Marion McFadden, who helped develop flood-risk standard as former deputy assistant secretary for grant programs at HUD, says the rule’s repeal puts billions of dollars of property at risk.
“Whether you think sea-level rise, river flooding, and the increased severity of hurricanes are the result of manmade or natural changes, we have a common financial interest in preventing the federal government from footing the bill for poor planning,” says McFadden, who is now vice president of public policy at Enterprise Community Partners.
The Trump administration says undoing the flood-risk standard is part of a broader effort to make it easier to build new infrastructure by cutting red tape. Alice Hill, a former special assistant to President Barack Obama who helped write the rule, pushed back against that idea in Newsweek. “For those who say we cannot afford to build to the Federal Flood Risk Management Standard, I say, as a federal taxpayer, that we cannot afford not to,” Hill wrote. “If we make a modest investment in building higher in advance of floods, we can reduce the amount of future federal disaster bailouts. The Standard not only saves money, it saves lives.”
The AIA, too, issued a statement condemning the decision, writing, “The AIA opposes rollbacks of policies that endanger the built environment, and more importantly, endanger the humans that live in it.”
No matter the politics, flood waters are still rising in Texas, days after Hurricane Harvey made landfall. The National Weather Service has already called the storm “unprecedented” and “beyond anything experienced.”

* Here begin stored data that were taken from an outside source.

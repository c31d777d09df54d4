//! Table of open streams and direct sessions.

use std::collections::HashMap;
use std::fmt;
use std::sync::atomic::{AtomicU64, Ordering};
use std::sync::Arc;

use parking_lot::{Mutex, RwLock};
use serde::{Deserialize, Serialize};
use wavepipe_backends::{ControlDevice, PcmDevice};
use wavepipe_rt::{DirectRenderer, PcmFormat};

use crate::config::EngineConfig;
use crate::direct::DirectStreamSession;
use crate::error::EngineError;
use crate::handle::StreamHandle;
use crate::sink::NotificationSink;

#[derive(Debug, Clone, Copy, PartialEq, Eq, Hash, PartialOrd, Ord, Serialize, Deserialize)]
pub struct DeviceId(u64);

impl DeviceId {
    pub fn raw(self) -> u64 {
        self.0
    }
}

impl fmt::Display for DeviceId {
    fn fmt(&self, f: &mut fmt::Formatter<'_>) -> fmt::Result {
        write!(f, "dev{}", self.0)
    }
}

pub type SharedSession = Arc<Mutex<DirectStreamSession>>;

pub struct DeviceRegistry {
    config: EngineConfig,
    next_id: AtomicU64,
    streams: RwLock<HashMap<DeviceId, Arc<StreamHandle>>>,
    sessions: RwLock<HashMap<DeviceId, SharedSession>>,
    /// Hardware identifiers held by a direct session.
    bound: RwLock<HashMap<String, DeviceId>>,
}

impl Default for DeviceRegistry {
    fn default() -> Self {
        Self::new(EngineConfig::default())
    }
}

impl DeviceRegistry {
    pub fn new(config: EngineConfig) -> Self {
        Self {
            config,
            next_id: AtomicU64::new(1),
            streams: RwLock::new(HashMap::new()),
            sessions: RwLock::new(HashMap::new()),
            bound: RwLock::new(HashMap::new()),
        }
    }

    pub fn config(&self) -> &EngineConfig {
        &self.config
    }

    fn allocate_id(&self) -> DeviceId {
        DeviceId(self.next_id.fetch_add(1, Ordering::Relaxed))
    }

    fn ensure_unbound(&self, hardware_id: &str) -> Result<(), EngineError> {
        if self.bound.read().contains_key(hardware_id) {
            return Err(EngineError::DirectSessionBusy(hardware_id.to_string()));
        }
        Ok(())
    }

    pub fn open_stream(
        &self,
        format: PcmFormat,
        pcm: Box<dyn PcmDevice>,
        control: Option<Box<dyn ControlDevice>>,
        sink: Box<dyn NotificationSink>,
    ) -> Result<DeviceId, EngineError> {
        self.ensure_unbound(pcm.hardware_id())?;
        let handle = StreamHandle::open(format, pcm, control, sink, &self.config)?;
        let id = self.allocate_id();
        self.streams.write().insert(id, Arc::new(handle));
        tracing::debug!(%id, "registered stream");
        Ok(id)
    }

    /// Opens a direct session. Each hardware device takes one session at a
    /// time.
    pub fn open_direct(
        &self,
        pcm: Box<dyn PcmDevice>,
        renderer: Option<Box<dyn DirectRenderer>>,
    ) -> Result<DeviceId, EngineError> {
        let hardware_id = pcm.hardware_id().to_string();
        let mut bound = self.bound.write();
        if bound.contains_key(&hardware_id) {
            return Err(EngineError::DirectSessionBusy(hardware_id));
        }
        let session = DirectStreamSession::open(pcm, renderer, &self.config)?;
        let id = self.allocate_id();
        bound.insert(hardware_id, id);
        self.sessions
            .write()
            .insert(id, Arc::new(Mutex::new(session)));
        tracing::debug!(%id, "registered direct session");
        Ok(id)
    }

    pub fn stream(&self, id: DeviceId) -> Result<Arc<StreamHandle>, EngineError> {
        self.streams
            .read()
            .get(&id)
            .cloned()
            .ok_or(EngineError::BadDeviceId(id.0))
    }

    pub fn direct(&self, id: DeviceId) -> Result<SharedSession, EngineError> {
        self.sessions
            .read()
            .get(&id)
            .cloned()
            .ok_or(EngineError::BadDeviceId(id.0))
    }

    /// Closes a queued stream. The stream stays registered when the close is
    /// refused because buffers are still queued; a stream whose device is
    /// gone is unregistered and the error returned.
    pub fn close(&self, id: DeviceId) -> Result<(), EngineError> {
        let handle = self.stream(id)?;
        let result = handle.close();
        if result == Err(EngineError::StillPlaying) {
            return result;
        }
        self.streams.write().remove(&id);
        tracing::debug!(%id, "stream unregistered");
        result
    }

    /// Stops and releases a direct session, freeing its hardware.
    pub fn close_direct(&self, id: DeviceId) -> Result<(), EngineError> {
        let session = self
            .sessions
            .write()
            .remove(&id)
            .ok_or(EngineError::BadDeviceId(id.0))?;
        self.bound.write().retain(|_, owner| *owner != id);
        let result = session.lock().stop();
        tracing::debug!(%id, "direct session unregistered");
        result
    }

    pub fn stream_ids(&self) -> Vec<DeviceId> {
        let mut ids: Vec<_> = self.streams.read().keys().copied().collect();
        ids.sort();
        ids
    }
}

Emergency responders and civilian volunteers completed more than 1,200 high-water rescues over the weekend—work that will continue as the storm pours a record-breaking 50 inches of rain on parts of Texas over the next few days. But after the rescue and recovery efforts, Houston will have to plan for the next storm. In the absence of direction from the federal government, it may be up to local architects, planners, and developers to make sure their cities are ready.